* **WORK TASK**
Please write out the data exactly, line by line.

* **RECORDS FOR PROCESSING**
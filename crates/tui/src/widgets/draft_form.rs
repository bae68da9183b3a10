//! Add-card form widget.
//!
//! Renders the open draft form for one cell: title and description
//! inputs, the priority selector, an inline error line, and the soft
//! title warning.

use ratatui::{
    buffer::Buffer,
    layout::Rect,
    style::{Modifier, Style},
    text::{Line, Span},
    widgets::{Block, BorderType, Borders, Clear, Paragraph, Widget},
};
use ratatui::style::Color;

use crate::drafts::{Draft, DraftField};
use crate::theme::{Severity, priority_token, severity_token};

/// Renders the add-card form to the buffer.
pub fn render_draft_form(draft: &Draft, area: Rect, buf: &mut Buffer) {
    if area.height < 7 || area.width < 20 {
        return;
    }

    Clear.render(area, buf);

    let block = Block::default()
        .borders(Borders::ALL)
        .border_type(BorderType::Rounded)
        .title(Span::styled(
            " New story ",
            Style::default().add_modifier(Modifier::BOLD),
        ));
    let inner = block.inner(area);
    block.render(area, buf);

    let priority = priority_token(draft.priority);
    let mut lines = vec![
        field_line("Title", &draft.title, draft.focus == DraftField::Title),
        field_line(
            "Description",
            &draft.description,
            draft.focus == DraftField::Description,
        ),
        Line::from(vec![
            focus_marker(draft.focus == DraftField::Priority),
            Span::raw("Priority: "),
            Span::styled(
                format!("{} {}", priority.indicator, priority.label),
                Style::default().fg(priority.color),
            ),
        ]),
        Line::default(),
    ];

    if let Some(error) = &draft.error {
        let token = severity_token(Severity::Error);
        lines.push(Line::from(Span::styled(
            format!("{} {error}", token.indicator),
            Style::default().fg(token.color),
        )));
    } else if let Some(warning) = draft.soft_warning() {
        let token = severity_token(Severity::Warning);
        lines.push(Line::from(Span::styled(
            format!("{} {warning}", token.indicator),
            Style::default().fg(token.color),
        )));
    }

    lines.push(Line::from(Span::styled(
        "Enter: save  Tab: next field  Esc: close",
        Style::default().fg(Color::DarkGray),
    )));

    Paragraph::new(lines).render(inner, buf);
}

fn field_line<'a>(label: &'a str, value: &'a str, focused: bool) -> Line<'a> {
    let mut spans = vec![focus_marker(focused), Span::raw(format!("{label}: "))];
    spans.push(Span::raw(value));
    if focused {
        spans.push(Span::styled("_", Style::default().add_modifier(Modifier::SLOW_BLINK)));
    }
    Line::from(spans)
}

fn focus_marker(focused: bool) -> Span<'static> {
    if focused {
        Span::styled("\u{25B8} ", Style::default().fg(Color::Cyan))
    } else {
        Span::raw("  ")
    }
}

#[cfg(test)]
mod tests {
    use super::*;
    use crate::test_utils::buffer_to_string;

    fn render(draft: &Draft) -> String {
        let area = Rect::new(0, 0, 44, 10);
        let mut buf = Buffer::empty(area);
        render_draft_form(draft, area, &mut buf);
        buffer_to_string(&buf)
    }

    #[test]
    fn form_shows_fields_and_hints() {
        let draft = Draft {
            title: "Search".to_string(),
            description: "Full-text".to_string(),
            ..Draft::default()
        };
        let output = render(&draft);
        assert!(output.contains("Title: Search"));
        assert!(output.contains("Description: Full-text"));
        assert!(output.contains("Priority: "));
        assert!(output.contains("Enter: save"));
    }

    #[test]
    fn form_shows_submission_error() {
        let draft = Draft {
            error: Some("Title must not be empty".to_string()),
            ..Draft::default()
        };
        let output = render(&draft);
        assert!(output.contains("Title must not be empty"));
    }

    #[test]
    fn form_shows_soft_warning_for_short_title() {
        let draft = Draft {
            title: "ab".to_string(),
            ..Draft::default()
        };
        let output = render(&draft);
        assert!(output.contains("title is very short"));
    }

    #[test]
    fn error_takes_precedence_over_warning() {
        let draft = Draft {
            title: "ab".to_string(),
            error: Some("backend rejected".to_string()),
            ..Draft::default()
        };
        let output = render(&draft);
        assert!(output.contains("backend rejected"));
        assert!(!output.contains("very short"));
    }

    #[test]
    fn focused_field_is_marked() {
        let draft = Draft::default();
        let output = render(&draft);
        assert!(output.contains("\u{25B8} Title"));
    }
}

* **THE COMPLETED TASK**
filename crates/tui/src/widgets/draft_form.rs
repository bae68da9183b3a10
//! Add-card form widget.
//!
//! Renders the open draft form for one cell: title and description
//! inputs, the priority selector, an inline error line, and the soft
//! title warning.

use ratatui::{
    buffer::Buffer,
    layout::Rect,
    style::{Modifier, Style},
    text::{Line, Span},
    widgets::{Block, BorderType, Borders, Clear, Paragraph, Widget},
};
use ratatui::style::Color;

use crate::drafts::{Draft, DraftField};
use crate::theme::{Severity, priority_token, severity_token};

/// Renders the add-card form to the buffer.
pub fn render_draft_form(draft: &Draft, area: Rect, buf: &mut Buffer) {
    if area.height < 7 || area.width < 20 {
        return;
    }

    Clear.render(area, buf);

    let block = Block::default()
        .borders(Borders::ALL)
        .border_type(BorderType::Rounded)
        .title(Span::styled(
            " New story ",
            Style::default().add_modifier(Modifier::BOLD),
        ));
    let inner = block.inner(area);
    block.render(area, buf);

    let priority = priority_token(draft.priority);
    let mut lines = vec![
        field_line("Title", &draft.title, draft.focus == DraftField::Title),
        field_line(
            "Description",
            &draft.description,
            draft.focus == DraftField::Description,
        ),
        Line::from(vec![
            focus_marker(draft.focus == DraftField::Priority),
            Span::raw("Priority: "),
            Span::styled(
                format!("{} {}", priority.indicator, priority.label),
                Style::default().fg(priority.color),
            ),
        ]),
        Line::default(),
    ];

    if let Some(error) = &draft.error {
        let token = severity_token(Severity::Error);
        lines.push(Line::from(Span::styled(
            format!("{} {error}", token.indicator),
            Style::default().fg(token.color),
        )));
    } else if let Some(warning) = draft.soft_warning() {
        let token = severity_token(Severity::Warning);
        lines.push(Line::from(Span::styled(
            format!("{} {warning}", token.indicator),
            Style::default().fg(token.color),
        )));
    }

    lines.push(Line::from(Span::styled(
        "Enter: save  Tab: next field  Esc: close",
        Style::default().fg(Color::DarkGray),
    )));

    Paragraph::new(lines).render(inner, buf);
}

fn field_line<'a>(label: &'a str, value: &'a str, focused: bool) -> Line<'a> {
    let mut spans = vec![focus_marker(focused), Span::raw(format!("{label}: "))];
    spans.push(Span::raw(value));
    if focused {
        spans.push(Span::styled("_", Style::default().add_modifier(Modifier::SLOW_BLINK)));
    }
    Line::from(spans)
}

fn focus_marker(focused: bool) -> Span<'static> {
    if focused {
        Span::styled("\u{25B8} ", Style::default().fg(Color::Cyan))
    } else {
        Span::raw("  ")
    }
}

#[cfg(test)]
mod tests {
    use super::*;
    use crate::test_utils::buffer_to_string;

    fn render(draft: &Draft) -> String {
        let area = Rect::new(0, 0, 44, 10);
        let mut buf = Buffer::empty(area);
        render_draft_form(draft, area, &mut buf);
        buffer_to_string(&buf)
    }

    #[test]
    fn form_shows_fields_and_hints() {
        let draft = Draft {
            title: "Search".to_string(),
            description: "Full-text".to_string(),
            ..Draft::default()
        };
        let output = render(&draft);
        assert!(output.contains("Title: Search"));
        assert!(output.contains("Description: Full-text"));
        assert!(output.contains("Priority: "));
        assert!(output.contains("Enter: save"));
    }

    #[test]
    fn form_shows_submission_error() {
        let draft = Draft {
            error: Some("Title must not be empty".to_string()),
            ..Draft::default()
        };
        let output = render(&draft);
        assert!(output.contains("Title must not be empty"));
    }

    #[test]
    fn form_shows_soft_warning_for_short_title() {
        let draft = Draft {
            title: "ab".to_string(),
            ..Draft::default()
        };
        let output = render(&draft);
        assert!(output.contains("title is very short"));
    }

    #[test]
    fn error_takes_precedence_over_warning() {
        let draft = Draft {
            title: "ab".to_string(),
            error: Some("backend rejected".to_string()),
            ..Draft::default()
        };
        let output = render(&draft);
        assert!(output.contains("backend rejected"));
        assert!(!output.contains("very short"));
    }

    #[test]
    fn focused_field_is_marked() {
        let draft = Draft::default();
        let output = render(&draft);
        assert!(output.contains("\u{25B8} Title"));
    }
}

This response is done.